Amy Horowitz, PhD
Inducted in 2014
Current Position
Amy Horowitz, PhD, is the Nicholas J. Langenfeld Chair in Social Research at Fordham University’s Graduate School of Social Service. Before joining the Fordham faculty in 2010, Dr.Horowitz was director of the Research Institute on Aging of Jewish Home Lifecare and held the Anna A. Greenwall Chair in the Department of Geriatrics and Palliative Medicine at the Mt. Sinai School of Medicine (2006-2010). Previously, Dr. Horowitz was at Lighthouse International as Senior Vice President for research and evaluation, and Director of the Arlene R. Gordon Research Institute (1984-2006).

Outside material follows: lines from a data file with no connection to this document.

use crate::foundation::core::Rgba8Premul;
use crate::foundation::error::{CanvasError, CanvasResult};
use crate::foundation::math::unit_to_u8;
use serde::{Deserialize, Serialize};
use std::fmt;
use std::str::FromStr;

/// Straight (non-premultiplied) RGBA8 color as assigned to fill and stroke styles.
#[derive(Debug, Clone, Copy, PartialEq, Eq, Hash)]
pub struct Color {
    /// Red channel.
    pub r: u8,
    /// Green channel.
    pub g: u8,
    /// Blue channel.
    pub b: u8,
    /// Alpha channel (255 is opaque).
    pub a: u8,
}

impl Color {
    /// Opaque black.
    pub const BLACK: Self = Self::rgba(0, 0, 0, 255);
    /// Opaque white.
    pub const WHITE: Self = Self::rgba(255, 255, 255, 255);
    /// Fully transparent black.
    pub const TRANSPARENT: Self = Self::rgba(0, 0, 0, 0);

    /// Build a color from straight channels.
    pub const fn rgba(r: u8, g: u8, b: u8, a: u8) -> Self {
        Self { r, g, b, a }
    }

    /// Build an opaque color.
    pub const fn rgb(r: u8, g: u8, b: u8) -> Self {
        Self::rgba(r, g, b, 255)
    }

    /// Same color with alpha replaced by `alpha` in `0..=1`.
    pub fn with_alpha(self, alpha: f64) -> Self {
        Self {
            a: unit_to_u8(alpha),
            ..self
        }
    }

    /// Premultiply, scaling alpha by an extra `0..=1` opacity factor (e.g. global alpha).
    pub fn to_premul(self, opacity: f64) -> Rgba8Premul {
        let a = unit_to_u8(f64::from(self.a) / 255.0 * opacity);
        Rgba8Premul::from_straight_rgba(self.r, self.g, self.b, a)
    }

    /// CSS hex form, `#rrggbbaa`.
    pub fn to_hex(self) -> String {
        format!("#{:02x}{:02x}{:02x}{:02x}", self.r, self.g, self.b, self.a)
    }
}

impl Default for Color {
    fn default() -> Self {
        Self::BLACK
    }
}

impl fmt::Display for Color {
    fn fmt(&self, f: &mut fmt::Formatter<'_>) -> fmt::Result {
        f.write_str(&self.to_hex())
    }
}

impl FromStr for Color {
    type Err = CanvasError;

    /// Parse `#rgb`, `#rrggbb`, `#rrggbbaa`, `rgb(r, g, b)`, `rgba(r, g, b, a)` or a named color.
    fn from_str(s: &str) -> CanvasResult<Self> {
        let s = s.trim();
        if let Some(hex) = s.strip_prefix('#') {
            return parse_hex(hex).map_err(CanvasError::validation);
        }
        let lower = s.to_ascii_lowercase();
        if let Some(args) = function_args(&lower, "rgba") {
            return parse_rgb_args(args, true).map_err(CanvasError::validation);
        }
        if let Some(args) = function_args(&lower, "rgb") {
            return parse_rgb_args(args, false).map_err(CanvasError::validation);
        }
        named_color(&lower)
            .ok_or_else(|| CanvasError::validation(format!("unknown color \"{s}\"")))
    }
}

impl Serialize for Color {
    fn serialize<S>(&self, serializer: S) -> Result<S::Ok, S::Error>
    where
        S: serde::Serializer,
    {
        serializer.serialize_str(&self.to_hex())
    }
}

impl<'de> Deserialize<'de> for Color {
    fn deserialize<D>(deserializer: D) -> Result<Self, D::Error>
    where
        D: serde::Deserializer<'de>,
    {
        #[derive(Deserialize)]
        #[serde(untagged)]
        enum Repr {
            Css(String),
            Arr(Vec<u8>),
        }

        match Repr::deserialize(deserializer)? {
            Repr::Css(s) => s.parse().map_err(serde::de::Error::custom),
            Repr::Arr(v) => match v.as_slice() {
                [r, g, b] => Ok(Self::rgb(*r, *g, *b)),
                [r, g, b, a] => Ok(Self::rgba(*r, *g, *b, *a)),
                _ => Err(serde::de::Error::custom(
                    "color array must have len 3 ([r,g,b]) or 4 ([r,g,b,a])",
                )),
            },
        }
    }
}

fn function_args<'a>(s: &'a str, name: &str) -> Option<&'a str> {
    let rest = s.strip_prefix(name)?.trim_start();
    rest.strip_prefix('(')?.strip_suffix(')')
}

fn parse_rgb_args(args: &str, with_alpha: bool) -> Result<Color, String> {
    let parts: Vec<&str> = args.split(',').map(str::trim).collect();
    let expected = if with_alpha { 4 } else { 3 };
    if parts.len() != expected {
        return Err(format!("expected {expected} color components, got {}", parts.len()));
    }

    fn channel(s: &str) -> Result<u8, String> {
        let v: f64 = s
            .parse()
            .map_err(|_| format!("invalid color component \"{s}\""))?;
        Ok(v.clamp(0.0, 255.0).round() as u8)
    }

    let r = channel(parts[0])?;
    let g = channel(parts[1])?;
    let b = channel(parts[2])?;
    let a = if with_alpha {
        let v: f64 = parts[3]
            .parse()
            .map_err(|_| format!("invalid alpha \"{}\"", parts[3]))?;
        unit_to_u8(v)
    } else {
        255
    };
    Ok(Color::rgba(r, g, b, a))
}

fn parse_hex(s: &str) -> Result<Color, String> {
    fn hex_byte(pair: &str) -> Result<u8, String> {
        u8::from_str_radix(pair, 16).map_err(|_| format!("invalid hex byte \"{pair}\""))
    }
    fn hex_nibble(c: &str) -> Result<u8, String> {
        let v = u8::from_str_radix(c, 16).map_err(|_| format!("invalid hex digit \"{c}\""))?;
        Ok(v * 17)
    }

    if !s.is_ascii() {
        return Err("hex color must be ASCII".to_owned());
    }
    match s.len() {
        3 => Ok(Color::rgb(
            hex_nibble(&s[0..1])?,
            hex_nibble(&s[1..2])?,
            hex_nibble(&s[2..3])?,
        )),
        6 => Ok(Color::rgb(
            hex_byte(&s[0..2])?,
            hex_byte(&s[2..4])?,
            hex_byte(&s[4..6])?,
        )),
        8 => Ok(Color::rgba(
            hex_byte(&s[0..2])?,
            hex_byte(&s[2..4])?,
            hex_byte(&s[4..6])?,
            hex_byte(&s[6..8])?,
        )),
        _ => Err("hex color must be #RGB, #RRGGBB or #RRGGBBAA".to_owned()),
    }
}

const NAMED_COLORS: &[(&str, u32)] = &[
    ("black", 0x000000),
    ("navy", 0x000080),
    ("darkblue", 0x00008b),
    ("blue", 0x0000ff),
    ("darkgreen", 0x006400),
    ("green", 0x008000),
    ("teal", 0x008080),
    ("deepskyblue", 0x00bfff),
    ("lime", 0x00ff00),
    ("aqua", 0x00ffff),
    ("cyan", 0x00ffff),
    ("midnightblue", 0x191970),
    ("dodgerblue", 0x1e90ff),
    ("forestgreen", 0x228b22),
    ("seagreen", 0x2e8b57),
    ("darkslategray", 0x2f4f4f),
    ("royalblue", 0x4169e1),
    ("steelblue", 0x4682b4),
    ("indigo", 0x4b0082),
    ("cornflowerblue", 0x6495ed),
    ("rebeccapurple", 0x663399),
    ("dimgray", 0x696969),
    ("dimgrey", 0x696969),
    ("slategray", 0x708090),
    ("maroon", 0x800000),
    ("purple", 0x800080),
    ("olive", 0x808000),
    ("gray", 0x808080),
    ("grey", 0x808080),
    ("skyblue", 0x87ceeb),
    ("darkred", 0x8b0000),
    ("saddlebrown", 0x8b4513),
    ("lightgreen", 0x90ee90),
    ("sienna", 0xa0522d),
    ("brown", 0xa52a2a),
    ("darkgray", 0xa9a9a9),
    ("darkgrey", 0xa9a9a9),
    ("lightblue", 0xadd8e6),
    ("firebrick", 0xb22222),
    ("silver", 0xc0c0c0),
    ("chocolate", 0xd2691e),
    ("tan", 0xd2b48c),
    ("lightgray", 0xd3d3d3),
    ("lightgrey", 0xd3d3d3),
    ("goldenrod", 0xdaa520),
    ("crimson", 0xdc143c),
    ("lavender", 0xe6e6fa),
    ("violet", 0xee82ee),
    ("khaki", 0xf0e68c),
    ("beige", 0xf5f5dc),
    ("salmon", 0xfa8072),
    ("red", 0xff0000),
    ("fuchsia", 0xff00ff),
    ("magenta", 0xff00ff),
    ("deeppink", 0xff1493),
    ("orangered", 0xff4500),
    ("tomato", 0xff6347),
    ("hotpink", 0xff69b4),
    ("coral", 0xff7f50),
    ("darkorange", 0xff8c00),
    ("orange", 0xffa500),
    ("pink", 0xffc0cb),
    ("gold", 0xffd700),
    ("yellow", 0xffff00),
    ("ivory", 0xfffff0),
    ("white", 0xffffff),
];

fn named_color(name: &str) -> Option<Color> {
    if name == "transparent" {
        return Some(Color::TRANSPARENT);
    }
    NAMED_COLORS
        .iter()
        .find(|(n, _)| *n == name)
        .map(|&(_, rgb)| Color::rgb((rgb >> 16) as u8, (rgb >> 8) as u8, rgb as u8))
}

#[cfg(test)]
#[path = "../../tests/unit/assets/color.rs"]
mod tests;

Dr. Horowitz has been the principal investigator on numerous research grants addressing aging issues, specifically on family relationships in later life, aging and disability, and the consequences of age-related sensory loss for everyday competence and mental health; and has published widely on topics relating family caregiving for the disabled elderly, adaptation to disability, and the interrelationships among late-life disability, depression and rehabilitation. Dr. Horowitz has been the principal investigator of three recent NIH-funded research studies: Control Strategies and Mental Health in Impaired Elders (NIMH), Driving Transitions and Mental Health in Disabled Elders (NIA), and Treating Subthreshold Depression in Older Adults in Community-Based Rehabilitation (NIMH). Dr. Horowitz serves on the editorial boards of The Gerontologist and The Journal of Gerontological Social Work and reviews manuscripts for numerous other journals.